# Task brief
Of the entries below, return only those lines from the line with "The game continues" to the line with "player to move.", exactly, both included.

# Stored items

----------

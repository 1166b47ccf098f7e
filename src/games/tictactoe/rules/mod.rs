//! Game rules for tic-tac-toe.
//!
//! Pure functions over a [`Board`](super::Board) snapshot. They never touch
//! engine state, so the heuristic can evaluate hypothetical boards with them.

pub mod draw;
pub mod win;

pub use draw::{is_draw, is_full};
pub use win::{WIN_LINES, check_winner, has_winner, would_win};
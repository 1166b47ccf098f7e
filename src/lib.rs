//! Tic-tac-toe engine with a heuristic opponent and a terminal driver.
//!
//! # Architecture
//!
//! - **Engine** ([`Game`]): board state, move legality, win/draw detection
//! - **Heuristic** ([`heuristic`]): one-ply win/block/center/corner opponent
//!   with injected tie-breaking ([`TieBreaker`])
//! - **Scoreboard**: caller-owned tally of finished games
//! - **Driver**: [`Orchestrator`] for one game, [`Menu`] for a session
//!
//! # Example
//!
//! ```
//! use tictactoe::{Game, LowestIndex, MoveOutcome, Player};
//!
//! let mut game = Game::new();
//! game.make_move(1).unwrap();
//! game.make_move(4).unwrap();
//! game.make_move(2).unwrap();
//! game.make_move(5).unwrap();
//!
//! // X can complete the top row.
//! let pos = game.heuristic_move(&mut LowestIndex).unwrap();
//! assert_eq!(pos.number(), 3);
//! assert_eq!(game.place(pos).unwrap(), MoveOutcome::Win(Player::X));
//! ```

#![warn(missing_docs)]
#![forbid(unsafe_code)]

pub mod config;
pub mod console;
mod games;
pub mod menu;
pub mod orchestrator;
pub mod players;
pub mod scoreboard;
pub mod watch;

// Crate-level exports - Game types (tic-tac-toe)
pub use games::tictactoe::{
    Board, BoardParseError, Choice, Game, GameStatus, LowestIndex, Move, MoveError, MoveOutcome,
    Player, Position, RandomTieBreaker, Rule, Square, TieBreaker, heuristic, invariants, rules,
};

// Crate-level exports - Driver
pub use config::{AppConfig, ConfigError, TieBreakMode};
pub use console::{Console, TextConsole};
pub use menu::{Menu, MenuChoice};
pub use orchestrator::Orchestrator;
pub use scoreboard::Scoreboard;
pub use watch::watch;
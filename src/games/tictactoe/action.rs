//! Move records, move results and move errors.

use super::{Player, Position};
use serde::{Deserialize, Serialize};

/// A move in tic-tac-toe: a player placing their mark at a position.
#[derive(Debug, Clone, Copy, PartialEq, Eq, Hash, Serialize, Deserialize)]
pub struct Move {
    /// The player making the move.
    pub player: Player,
    /// The position where the player places their mark.
    pub position: Position,
}

impl Move {
    /// Creates a new move.
    pub fn new(player: Player, position: Position) -> Self {
        Self { player, position }
    }
}

impl std::fmt::Display for Move {
    fn fmt(&self, f: &mut std::fmt::Formatter<'_>) -> std::fmt::Result {
        write!(f, "{} -> {}", self.player, self.position.label())
    }
}

/// What a successful move led to.
#[derive(Debug, Clone, Copy, PartialEq, Eq, Serialize, Deserialize, derive_more::Display)]
pub enum MoveOutcome {
    /// The mover completed a line.
    #[display("Player {} wins!", _0)]
    Win(Player),
    /// The board filled up without a line.
    #[display("It's a draw!")]
    Draw,
    /// The game continues with `next` to move.
    #[display("Player {}'s turn", next)]
    Continue {
        /// Player to move next.
        next: Player,
    },
}

impl MoveOutcome {
    /// Returns true if the move ended the game.
    pub fn is_terminal(&self) -> bool {
        !matches!(self, MoveOutcome::Continue { .. })
    }
}

/// Error that can occur when validating or applying a move.
///
/// Every variant leaves the game untouched.
#[derive(Debug, Clone, Copy, PartialEq, Eq, derive_more::Display)]
pub enum MoveError {
    /// The cell number is outside 1-9.
    #[display("Invalid position {}. Choose 1-9.", _0)]
    InvalidPosition(usize),

    /// The square at the position is already occupied.
    #[display("Position {} already taken. Choose another.", _0)]
    CellOccupied(Position),

    /// The game is already over; reset before playing again.
    #[display("Game is already over")]
    GameAlreadyOver,
}

impl std::error::Error for MoveError {}
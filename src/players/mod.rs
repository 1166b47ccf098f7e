//! Player trait and implementations.

mod heuristic;
mod human;

pub use heuristic::HeuristicPlayer;
pub use human::HumanPlayer;

use crate::console::Console;
use crate::games::tictactoe::{Game, Position};
use anyhow::Result;

/// Something that can choose moves: a person at the keyboard or the computer.
pub trait Player {
    /// Chooses a legal position for the player to move.
    fn choose_move(&mut self, game: &Game, console: &mut dyn Console) -> Result<Position>;

    /// Returns the player's display name.
    fn name(&self) -> &str;
}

----------

# Written reply
    /// The game continues with `next` to move.
    #[display("Player {}'s turn", next)]
    Continue {
        /// Player to move next.
        next: Player,
    },
}

impl MoveOutcome {
    /// Returns true if the move ended the game.
    pub fn is_terminal(&self) -> bool {
        !matches!(self, MoveOutcome::Continue { .. })
    }
}

/// Error that can occur when validating or applying a move.
///
/// Every variant leaves the game untouched.
#[derive(Debug, Clone, Copy, PartialEq, Eq, derive_more::Display)]
pub enum MoveError {
    /// The cell number is outside 1-9.
    #[display("Invalid position {}. Choose 1-9.", _0)]
    InvalidPosition(usize),

    /// The square at the position is already occupied.
    #[display("Position {} already taken. Choose another.", _0)]
    CellOccupied(Position),

    /// The game is already over; reset before playing again.
    #[display("Game is already over")]
    GameAlreadyOver,
}

impl std::error::Error for MoveError {}
filename src/players/mod.rs
repository 1166b47ccf098f7e
//! Player trait and implementations.

mod heuristic;
mod human;

pub use heuristic::HeuristicPlayer;
pub use human::HumanPlayer;

use crate::console::Console;
use crate::games::tictactoe::{Game, Position};
use anyhow::Result;

/// Something that can choose moves: a person at the keyboard or the computer.
pub trait Player {
    /// Chooses a legal position for the player to move.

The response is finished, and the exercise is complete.